== Exercise prompt ==
Your job with the data below is to output exactly the lines from the one holding "list_state.select(Some(0));" down to the one holding "let len = self.visible().len();", both included, and no others.

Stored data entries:
++++++++++++++++++++

use crossterm::event::{KeyCode, KeyEvent};
use ratatui::prelude::*;
use ratatui::widgets::{Block, Borders, List, ListItem, ListState, Paragraph};
use tokio::sync::watch;

use crate::api::types::{Label, LabelDraft};
use crate::cache::{CacheSnapshot, MutationError};
use crate::query::Tasks;
use crate::resources::Resources;
use crate::ui::components::{Form, FormEvent, SearchEvent, SearchInput};
use crate::ui::ensure_valid_selection;
use crate::ui::renderfns::{contrast_color, label_color, truncate};
use crate::ui::view::{ShortcutInfo, ShortcutProvider, View, ViewAction};

enum Outcome {
  Created(Result<Label, MutationError>),
  Deleted(String, Result<(), MutationError>),
}

/// Labels of the project, with create, delete and search
pub struct LabelsView {
  resources: Resources,
  revision: watch::Receiver<u64>,
  snapshot: CacheSnapshot<Label>,
  list_state: ListState,
  search: SearchInput,
  filter: String,
  form: Form,
  tasks: Tasks<Outcome>,
  message: Option<String>,
}

impl LabelsView {
  pub fn new(resources: Resources) -> Self {
    let labels = resources.labels();
    let revision = labels.subscribe();
    drop(labels.run());
    let snapshot = labels.get();

    Self {
      resources,
      revision,
      snapshot,
      list_state: ListState::default(),
      search: SearchInput::new(),
      filter: String::new(),
      form: Form::new(),
      tasks: Tasks::new(),
      message: None,
    }
  }

  fn visible(&self) -> Vec<&Label> {
    filter_labels(self.snapshot.data.as_slice(), &self.filter)
  }

  fn selected(&self) -> Option<&Label> {
    let index = self.list_state.selected()?;
    self.visible().get(index).copied()
  }

  fn open_form(&mut self) {
    self.form.show(
      "New label",
      &[
        ("Name", "required", ""),
        ("Color", "rrggbb", "ededed"),
        ("Description", "optional", ""),
      ],
    );
  }

  fn submit(&mut self, values: Vec<String>) {
    let mut values = values.into_iter();
    let draft = LabelDraft {
      name: values.next().unwrap_or_default(),
      color: values.next().unwrap_or_default(),
      description: values.next().unwrap_or_default(),
    };

    self.form.set_busy(true);
    let resources = self.resources.clone();
    self
      .tasks
      .spawn(async move { Outcome::Created(resources.create_label(draft).await) });
  }

  fn delete_selected(&mut self) {
    let Some(name) = self.selected().map(|l| l.name.clone()) else {
      return;
    };
    // Removal is immediate; the returned future only talks to the service
    let pending = self.resources.delete_label(name.clone());
    self.snapshot = self.resources.labels().get();
    self
      .tasks
      .spawn(async move { Outcome::Deleted(name, pending.await) });
  }

  fn apply_outcome(&mut self, outcome: Outcome) {
    match outcome {
      Outcome::Created(Ok(label)) => {
        self.form.hide();
        self.message = Some(format!("Created label {}", label.name));
      }
      Outcome::Created(Err(e)) => self.form.set_error(e.to_string()),
      Outcome::Deleted(name, Ok(())) => {
        self.message = Some(format!("Deleted label {}", name));
      }
      Outcome::Deleted(name, Err(e)) => {
        self.message = Some(format!("Could not delete {}: {}", name, e));
      }
    }
  }
}

/// Labels whose name or description contains `filter`, ignoring case
fn filter_labels<'a>(labels: &'a [Label], filter: &str) -> Vec<&'a Label> {
  let needle = filter.trim().to_lowercase();
  labels
    .iter()
    .filter(|label| {
      needle.is_empty()
        || label.name.to_lowercase().contains(&needle)
        || label
          .description
          .as_deref()
          .is_some_and(|d| d.to_lowercase().contains(&needle))
    })
    .collect()
}

impl View for LabelsView {
  fn handle_key(&mut self, key: KeyEvent) -> ViewAction {
    let result = self.form.handle_key(key);
    if result.is_consumed() {
      if let Some(FormEvent::Submitted(values)) = result.event() {
        self.submit(values);
      }
      return ViewAction::None;
    }

    let filter = &mut self.filter;
    let list_state = &mut self.list_state;
    let searched = self.search.handle_key(key).consume(|event| {
      if let SearchEvent::Changed(query) = event {
        *filter = query;
        list_state.select(Some(0));
      }
    });
    if searched {
      return ViewAction::None;
    }

    match key.code {
      KeyCode::Char('j') | KeyCode::Down => self.list_state.select_next(),
      KeyCode::Char('k') | KeyCode::Up => self.list_state.select_previous(),
      KeyCode::Char('n') => self.open_form(),
      KeyCode::Char('d') => self.delete_selected(),
      KeyCode::Char('r') => {
        drop(self.resources.labels().refresh());
      }
      KeyCode::Char('q') | KeyCode::Esc => return ViewAction::Pop,
      _ => {}
    }
    ViewAction::None
  }

  fn render(&mut self, frame: &mut Frame, area: Rect) {
    let len = self.visible().len();
    ensure_valid_selection(&mut self.list_state, len);

    let filter = if self.filter.is_empty() {
      String::new()
    } else {
      format!(" /{}", self.filter)
    };
    let title = if self.snapshot.loading {
      format!(" Labels{} (loading...) ", filter)
    } else if let Some(e) = &self.snapshot.error {
      format!(" Labels{} (error: {}) ", filter, e)
    } else {
      format!(" Labels{} ({}) ", filter, len)
    };

    let block = Block::default()
      .title(title)
      .title_alignment(Alignment::Center)
      .borders(Borders::ALL)
      .border_style(Style::default().fg(Color::Blue));

    if len == 0 {
      let content = if self.snapshot.loading {
        "Loading labels..."
      } else if !self.filter.is_empty() {
        "No labels match the filter."
      } else {
        "No labels. Press 'n' to create one."
      };
      let paragraph = Paragraph::new(content)
        .block(block)
        .style(Style::default().fg(Color::DarkGray));
      frame.render_widget(paragraph, area);
    } else {
      let items: Vec<ListItem> = self
        .visible()
        .into_iter()
        .map(|label| {
          let chip = match label_color(&label.color) {
            Some(bg) => Style::default().bg(bg).fg(contrast_color(&label.color)),
            None => Style::default().fg(Color::Gray),
          };
          ListItem::new(Line::from(vec![
            Span::styled(format!(" {} ", truncate(&label.name, 30)), chip),
            Span::styled(
              format!("  #{:<8}", label.color),
              Style::default().fg(Color::DarkGray),
            ),
            Span::raw(truncate(label.description.as_deref().unwrap_or(""), 60)),
          ]))
        })
        .collect();

      let list = List::new(items)
        .block(block)
        .highlight_style(
          Style::default()
            .bg(Color::DarkGray)
            .add_modifier(Modifier::BOLD),
        )
        .highlight_symbol("> ");

      frame.render_stateful_widget(list, area, &mut self.list_state);
    }

    self.search.render_overlay(frame, area);
    self.form.render_overlay(frame, area);
  }

  fn breadcrumb_label(&self) -> String {
    "Labels".to_string()
  }

  fn tick(&mut self) {
    if self.revision.has_changed().unwrap_or(false) {
      self.revision.borrow_and_update();
      self.snapshot = self.resources.labels().get();
    }
    for outcome in self.tasks.poll() {
      self.apply_outcome(outcome);
    }
  }

  fn is_capturing_input(&self) -> bool {
    self.form.is_active() || self.search.is_active()
  }

  fn take_message(&mut self) -> Option<String> {
    self.message.take()
  }

  fn shortcuts(&self) -> Vec<ShortcutInfo> {
    if self.form.is_active() {
      return self.form.shortcuts();
    }
    vec![
      ShortcutInfo::new("/", "search").with_priority(10),
      ShortcutInfo::new("n", "new").with_priority(20),
      ShortcutInfo::new("d", "delete").with_priority(30),
      ShortcutInfo::new("r", "refresh").with_priority(40),
      ShortcutInfo::new("q", "back").with_priority(50),
    ]
  }
}

#[cfg(test)]
mod tests {
  use super::*;

  fn label(name: &str, description: Option<&str>) -> Label {
    Label {
      name: name.to_string(),
      color: "ededed".to_string(),
      description: description.map(str::to_string),
    }
  }

  #[test]
  fn test_filter_matches_name_and_description() {
    let labels = vec![
      label("bug", Some("Something isn't working")),
      label("docs", None),
      label("Good First Issue", Some("Easy pickings")),
    ];

    let names = |filter: &str| -> Vec<String> {
      filter_labels(&labels, filter)
        .into_iter()
        .map(|l| l.name.clone())
        .collect()
    };

    assert_eq!(names("").len(), 3);
    assert_eq!(names("first"), vec!["Good First Issue"]);
    assert_eq!(names("WORKING"), vec!["bug"]);
    assert!(names("zzz").is_empty());
  }
}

++++++++++++++++++++

== The completed task ==
        list_state.select(Some(0));
      }
    });
    if searched {
      return ViewAction::None;
    }

    match key.code {
      KeyCode::Char('j') | KeyCode::Down => self.list_state.select_next(),
      KeyCode::Char('k') | KeyCode::Up => self.list_state.select_previous(),
      KeyCode::Char('n') => self.open_form(),
      KeyCode::Char('d') => self.delete_selected(),
      KeyCode::Char('r') => {
        drop(self.resources.labels().refresh());
      }
      KeyCode::Char('q') | KeyCode::Esc => return ViewAction::Pop,
      _ => {}
    }
    ViewAction::None
  }

  fn render(&mut self, frame: &mut Frame, area: Rect) {
    let len = self.visible().len();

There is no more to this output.